The very first decision a new sim racer must make is whether to set up on a console or PC. With both platforms offering positives and negatives it can leave those starting their sim racing journey wondering which platform will offer them the best possible sim racing experience.
PC is regarded as the dominant platform for sim racing even though console games such as Gran Turismo and Forza offer a great introduction to the genre. This is because PC has a larger selection of dedicated sim racing titles, a better selection of hardware, and more powerful in-game physics.
Sim racing on PC does have its negatives, especially for someone who doesn’t want to spend a great deal of money on their setup. In this article, we will discuss the differences between the two platforms, as well as look further into which console is best for sim racing.

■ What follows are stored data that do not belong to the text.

//! Convert command implementation.
//!
//! The convert command:
//! 1. Resolves the decoder (prebuilt or compiled from the schema)
//! 2. Reads and decompresses the report
//! 3. Decodes the protobuf payload
//! 4. Maps the record to a JSON tree
//! 5. Writes the JSON file

use crate::decoder::{
    resolve_decoder, DecoderOrigin, DecoderRequest, Protoc, SchemaCompiler, ScratchDir, SearchPath,
};
use crate::input::read_report;
use crate::output::{to_tree, write_json, JsonStyle};
use crate::utils::config::{
    DEFAULT_DECODER_MODULE, DEFAULT_PROTOC, DEFAULT_PROTO_PATH, DEFAULT_ROOT_MESSAGE,
};
use anyhow::{Context, Result};
use log::{debug, info};
use std::path::PathBuf;
use std::time::Instant;

/// Arguments for the convert command
///
/// **Public** - used by main.rs to construct from CLI args
#[derive(Debug, Clone)]
pub struct ConvertArgs {
    /// Path to the compressed report
    pub input: PathBuf,

    /// Path to write JSON
    pub output: PathBuf,

    /// Schema compiled when no prebuilt decoder is found
    pub proto: PathBuf,

    /// Decoder identifier
    pub module: String,

    /// Root message name
    pub message: String,

    /// Directory for generated decoders (None = ephemeral)
    pub gen_dir: Option<PathBuf>,

    /// Schema compiler program
    pub protoc: PathBuf,

    /// Where prebuilt decoders are looked up
    pub search_path: SearchPath,

    /// Output layout
    pub style: JsonStyle,
}

impl Default for ConvertArgs {
    fn default() -> Self {
        Self {
            input: PathBuf::new(),
            output: PathBuf::new(),
            proto: PathBuf::from(DEFAULT_PROTO_PATH),
            module: DEFAULT_DECODER_MODULE.to_string(),
            message: DEFAULT_ROOT_MESSAGE.to_string(),
            gen_dir: None,
            protoc: PathBuf::from(DEFAULT_PROTOC),
            search_path: SearchPath::from_path_list(None),
            style: JsonStyle::Pretty,
        }
    }
}

/// What a successful conversion did
#[derive(Debug, Clone, PartialEq, Eq)]
pub struct ConvertSummary {
    /// Decoder that was used
    pub decoder: DecoderOrigin,

    /// Fully-qualified root message
    pub message: String,

    /// Size of the decompressed payload
    pub payload_bytes: usize,

    /// Size of the JSON file
    pub output_bytes: u64,
}

/// Execute the convert command with the `protoc` from `args`
///
/// **Public** - main entry point called from main.rs
///
/// # Errors
/// * Decoder resolution failures (missing compiler, unresolvable decoder)
/// * Input read or decompression errors
/// * Protobuf decode errors
/// * File write errors
pub fn execute_convert(args: &ConvertArgs) -> Result<ConvertSummary> {
    let compiler = Protoc::new(&args.protoc);
    execute_convert_with(args, &compiler)
}

/// Execute the convert command with an explicit schema compiler
///
/// **Public** - lets callers substitute the compiler
pub fn execute_convert_with(
    args: &ConvertArgs,
    compiler: &dyn SchemaCompiler,
) -> Result<ConvertSummary> {
    let start_time = Instant::now();

    // Dropped on every return below, which removes an ephemeral directory
    let scratch = ScratchDir::new(args.gen_dir.as_deref())
        .context("Failed to create scratch directory")?;

    debug!(
        "Scratch directory: {} (ephemeral: {})",
        scratch.path().display(),
        scratch.is_ephemeral()
    );

    // Step 1: Resolve decoder
    info!("Step 1/5: Resolving decoder '{}'...", args.module);
    let request = DecoderRequest {
        module: &args.module,
        message: &args.message,
        proto: &args.proto,
        gen_dir: scratch.path(),
    };
    let decoder = resolve_decoder(&request, &args.search_path, compiler)
        .context("Failed to resolve protobuf decoder")?;

    // Step 2: Read and decompress
    info!("Step 2/5: Decompressing {}...", args.input.display());
    let payload = read_report(&args.input).context("Failed to read report")?;

    // Step 3: Decode
    info!("Step 3/5: Decoding {}...", decoder.message_name());
    let record = decoder
        .decode(&payload)
        .context("Failed to decode report payload")?;

    // Step 4: Transform
    info!("Step 4/5: Mapping record to JSON tree...");
    let tree = to_tree(&record).context("Failed to convert record to JSON")?;

    // Step 5: Write
    info!("Step 5/5: Writing {}...", args.output.display());
    let output_bytes =
        write_json(&tree, &args.output, args.style).context("Failed to write JSON output")?;

    let elapsed = start_time.elapsed();
    info!("Conversion completed in {:.2}s", elapsed.as_secs_f64());

    Ok(ConvertSummary {
        decoder: decoder.origin().clone(),
        message: decoder.message_name().to_string(),
        payload_bytes: payload.len(),
        output_bytes,
    })
}

/// Validate convert arguments
///
/// **Public** - can be called before execute_convert for early validation
pub fn validate_args(args: &ConvertArgs) -> Result<()> {
    if args.input.as_os_str().is_empty() {
        anyhow::bail!("Input path cannot be empty");
    }

    if args.output.as_os_str().is_empty() {
        anyhow::bail!("Output path cannot be empty");
    }

    if args.output.is_dir() {
        anyhow::bail!("Output path is a directory: {}", args.output.display());
    }

    if args.input == args.output {
        anyhow::bail!("Output path must differ from the input path");
    }

    validate_identifier("Decoder module", &args.module)?;
    validate_identifier("Message name", &args.message)?;

    Ok(())
}

/// Reject empty names and anything that would escape a search directory
///
/// **Private** - internal validation
fn validate_identifier(what: &str, value: &str) -> Result<()> {
    if value.is_empty() {
        anyhow::bail!("{} cannot be empty", what);
    }

    if value.contains('/') || value.contains('\\') {
        anyhow::bail!("{} must not contain path separators: {}", what, value);
    }

    Ok(())
}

PC vs Console For Sim Racing
To fully determine which of the two comes out on top, we will have to break the argument down into categories. These are price, performance, sim racing titles available, and hardware available.
PC vs Console – The Price
Now, this is the first of, potentially a few, sticking points in the contest that is PC vs Console. For a start, it is impossible to put an exact number on the price of a gaming PC as there are so many to choose from. It is even possible to make your own, should you possess the time and the patience.
Gaming PCs can start at around $500 for a new model but may feel slightly limited with their capabilities. For a PC that is capable of handling 4k gaming, you’ll be looking at spending over $1,000, and in some cases considerably more as there is no visible ceiling to the price of a high-end gaming PC.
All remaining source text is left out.